The current article is a general introduction of how to make requests to the FeatBit REST API, for a complete list of the APIs and how to use each of them, we have made a redoc powered document available at https://app-api.featbit.co/docs/index.html (opens in a new tab). If you are running FeatBit locally or on your server, you can also point to the url: URL_OF_API_SERVER/docs. For example, the url should be http://localhost:5000/docs (opens in a new tab) if you are running FeatBit on your local machine without https.

Authentication

All REST API resources are authenticated with either personal or service access tokens. Other authentication mechanisms are not supported. You can manage personal access tokens on Integration/Access tokens page.

Authentication using request header

The only way to authenticate with the API is by adding an Authorization header containing your access token to your requests. The value of the Authorization header must be your access token. To learn how to add this header, please refer to Using FeatBit REST API.

Representations

All resources expect and return JSON response bodies. Error responses also send a JSON body. To learn more about the error format of the API, read Errors.

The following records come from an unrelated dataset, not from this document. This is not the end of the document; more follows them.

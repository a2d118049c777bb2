pub mod code;
pub mod fuzzy;
pub mod item;
mod levels;

pub use code::{CODES, Code, CodeInfo, ParsedInput, help_text, parse_input};
pub use item::{Command, SearchItem};

use crate::model::Session;

use levels::Resolution;

/// Resolve the search box contents into an ordered candidate list.
///
/// Global escapes (`ex`, `im`, `help`, bare) resolve first. Then each
/// hierarchy level contributes top-down: an exact resolution is returned
/// alone, ranked output accumulates, and descent stops at the first level
/// without a selection. The result is never a mix of exact and ranked
/// candidates.
pub fn get_search_items(session: &Session, input: &str) -> Vec<SearchItem> {
    let parsed = code::parse_input(input);

    if parsed.additional.is_none() {
        match parsed.code {
            Some(Code::Export) => {
                return vec![SearchItem::exact(
                    "Export notebook to clipboard",
                    Code::Export,
                    Command::Export,
                )];
            }
            Some(Code::Import) => {
                return vec![SearchItem::exact(
                    "Import notebook from clipboard",
                    Code::Import,
                    Command::Import,
                )];
            }
            Some(Code::Help) => {
                return vec![SearchItem::exact("Help", Code::Help, Command::Help)];
            }
            _ => {}
        }
    }

    let mut acc: Vec<SearchItem> = Vec::new();

    match levels::resolve_sections(&parsed, input, &session.notebook) {
        Resolution::Exact(items) => return items,
        Resolution::Ranked(items) => acc.extend(items),
    }
    let Some(section) = session.section() else {
        return acc;
    };

    match levels::resolve_pages(&parsed, input, section) {
        Resolution::Exact(items) => return items,
        Resolution::Ranked(items) => acc.extend(items),
    }
    let Some(page) = session.page() else {
        return acc;
    };

    match levels::resolve_contexts(&parsed, input, page) {
        Resolution::Exact(items) => return items,
        Resolution::Ranked(items) => acc.extend(items),
    }
    let Some(context) = session.context() else {
        return acc;
    };

    match levels::resolve_items(&parsed, input, context, acc.is_empty()) {
        Resolution::Exact(items) => return items,
        Resolution::Ranked(items) => acc.extend(items),
    }
    acc
}

#[cfg(test)]
mod tests {
    use super::*;
    use crate::model::{Context, ContextKind, Item, Notebook, Page, Section};
    use pretty_assertions::assert_eq;

    /// Three games as sections; Skyrim has a page with todo and list
    /// contexts.
    fn games_session() -> Session {
        let mut nb = Notebook::new();
        let mut skyrim = Section::new("Skyrim");
        let mut quests = Page::new("Quests");
        let mut main = Context::new("Main quests", ContextKind::Todo);
        main.items.push(Item::todo("Reach High Hrothgar"));
        main.items.push(Item::Todo {
            title: "Find the Golden Claw".into(),
            done: true,
        });
        quests.contexts.push(main);
        let mut shopping = Context::new("Shopping", ContextKind::Ul);
        shopping.items.push(Item::entry("Iron ingots"));
        quests.contexts.push(shopping);
        skyrim.pages.push(quests);
        nb.sections.push(skyrim);
        nb.sections.push(Section::new("Halo"));
        nb.sections.push(Section::new("FF7"));
        Session::new(nb)
    }

    fn titles(items: &[SearchItem]) -> Vec<&str> {
        items.iter().map(|i| i.title.as_str()).collect()
    }

    fn assert_unmixed(items: &[SearchItem]) {
        let exact = items.iter().filter(|i| i.exact).count();
        assert!(
            exact == 0 || exact == items.len(),
            "mixed exact/ranked result: {items:?}"
        );
    }

    #[test]
    fn empty_notebook_offers_exactly_new_section() {
        let session = Session::new(Notebook::new());
        let items = get_search_items(&session, "");
        assert_eq!(titles(&items), vec!["New section"]);
    }

    #[test]
    fn empty_input_lists_section_candidates_sorted_by_title() {
        let session = games_session();
        let items = get_search_items(&session, "");
        assert_eq!(
            titles(&items),
            vec![
                "New section",
                "Select section: FF7",
                "Select section: Halo",
                "Select section: Skyrim",
            ]
        );
        assert_unmixed(&items);
    }

    #[test]
    fn select_code_with_text_resolves_one_exact_section() {
        let session = games_session();
        let items = get_search_items(&session, "s skyrim");
        assert_eq!(titles(&items), vec!["Select section: Skyrim"]);
        assert!(items[0].exact);
        assert_eq!(items[0].command, Command::SelectSection { section: 0 });
    }

    #[test]
    fn new_context_with_kind_resolves_one_exact_candidate() {
        let mut session = games_session();
        session.select_section(0);
        let items = get_search_items(&session, "nc todo Work");
        assert_eq!(titles(&items), vec!["New context: Work"]);
        assert!(items[0].exact);
        assert_eq!(
            items[0].command,
            Command::NewContext {
                kind: Some(ContextKind::Todo),
                title: Some("Work".into()),
            }
        );
    }

    #[test]
    fn descent_stops_at_the_first_unselected_level() {
        let session = games_session();
        // nothing selected: page/context/item candidates never appear
        let items = get_search_items(&session, "");
        assert!(items.iter().all(|i| !i.title.contains("page")));
        assert!(items.iter().all(|i| !i.title.contains("context")));
    }

    #[test]
    fn full_selection_accumulates_all_levels_for_free_text() {
        let mut session = games_session();
        session.select_section(0);
        assert!(session.context().is_some());
        let items = get_search_items(&session, "");
        let t = titles(&items);
        assert!(t.contains(&"New section"));
        assert!(t.contains(&"New page"));
        assert!(t.contains(&"New context"));
        assert!(t.contains(&"New todo"));
        assert!(t.contains(&"Select context: Shopping"));
        assert!(t.contains(&"Mark done: Reach High Hrothgar"));
        assert_unmixed(&items);
    }

    #[test]
    fn deeper_exact_match_discards_shallower_ranked_output() {
        let mut session = games_session();
        session.select_section(0);
        // "n" fuzzy-matches plenty of shallower titles, but the item level
        // resolves it exactly
        let items = get_search_items(&session, "n");
        assert_eq!(titles(&items), vec!["New todo"]);
        assert!(items[0].exact);
    }

    #[test]
    fn done_candidates_cover_done_and_undone_todos() {
        let mut session = games_session();
        session.select_section(0);
        let items = get_search_items(&session, "d");
        assert_eq!(
            titles(&items),
            vec![
                "Mark done: Reach High Hrothgar",
                "Mark done: Find the Golden Claw",
            ]
        );
        assert!(items.iter().all(|i| i.exact));
    }

    #[test]
    fn free_text_with_failed_code_prefix_becomes_item_title() {
        let mut session = games_session();
        session.select_section(0);
        let items = get_search_items(&session, "d zzz read the books");
        assert_eq!(titles(&items), vec!["New todo: d zzz read the books"]);
        assert!(items[0].exact);
    }

    #[test]
    fn global_escapes_resolve_alone() {
        let mut session = games_session();
        session.select_section(0);
        for (input, tag) in [
            ("ex", "clipboard.export"),
            ("export", "clipboard.export"),
            ("im", "clipboard.import"),
            ("import", "clipboard.import"),
            ("help", "help"),
        ] {
            let items = get_search_items(&session, input);
            assert_eq!(items.len(), 1, "input {input:?}");
            assert!(items[0].exact);
            assert_eq!(items[0].command.tag(), tag);
        }
    }

    #[test]
    fn escapes_with_remainders_degrade_to_free_text() {
        let session = games_session();
        let items = get_search_items(&session, "help me");
        assert!(items.iter().all(|i| i.command.tag() != "help"));
    }

    #[test]
    fn results_are_never_mixed_across_a_spread_of_inputs() {
        let mut session = games_session();
        session.select_section(0);
        for input in [
            "", "s", "ns", "np", "p", "nc", "c", "n", "d", "rc", "rp", "sort", "sky", "quest",
            "s sky", "p que", "c shop", "d claw", "random words", "rp trailing", "x",
        ] {
            let items = get_search_items(&session, input);
            assert_unmixed(&items);
        }
    }

    #[test]
    fn selecting_the_list_context_switches_the_new_item_noun() {
        let mut session = games_session();
        session.select_section(0);
        session.select_context(1); // Shopping (ul)
        let items = get_search_items(&session, "n Leather strips");
        assert_eq!(titles(&items), vec!["New list item: Leather strips"]);
        assert_eq!(
            items[0].command,
            Command::NewListItem {
                title: Some("Leather strips".into())
            }
        );
    }
}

In practice this means that you always get a response with a Content-Type header set to application/json.

In addition, request bodies for PATCH, POST, and PUT requests must be encoded as JSON with a Content-Type header set to application/json.

Errors

The API always returns errors in a common format. Here's an example:

{
    "success": false,
    "errors": [
        "Unauthorized"
    ],
    "data": null
}

The errors indicates the general class of error.

CORS

The FeatBit API supports Cross Origin Resource Sharing (CORS) for AJAX requests from any origin. If an Origin header is given in a request, it will be echoed as an explicitly allowed origin. Otherwise the request returns a wildcard, Access-Control-Allow-Origin: *. For more information on CORS, read the CORS W3C Recommendation (opens in a new tab). Example CORS headers might look like:

Access-Control-Allow-Headers: Accept, Content-Type, Content-Length, Accept-Encoding, Authorization
Access-Control-Allow-Methods: OPTIONS, GET, DELETE, PATCH
Access-Control-Allow-Origin: *
Access-Control-Max-Age: 300

You can make authenticated CORS calls just as you would make same-origin calls, using either access token authentication. You should never expose your access tokens to untrusted entities.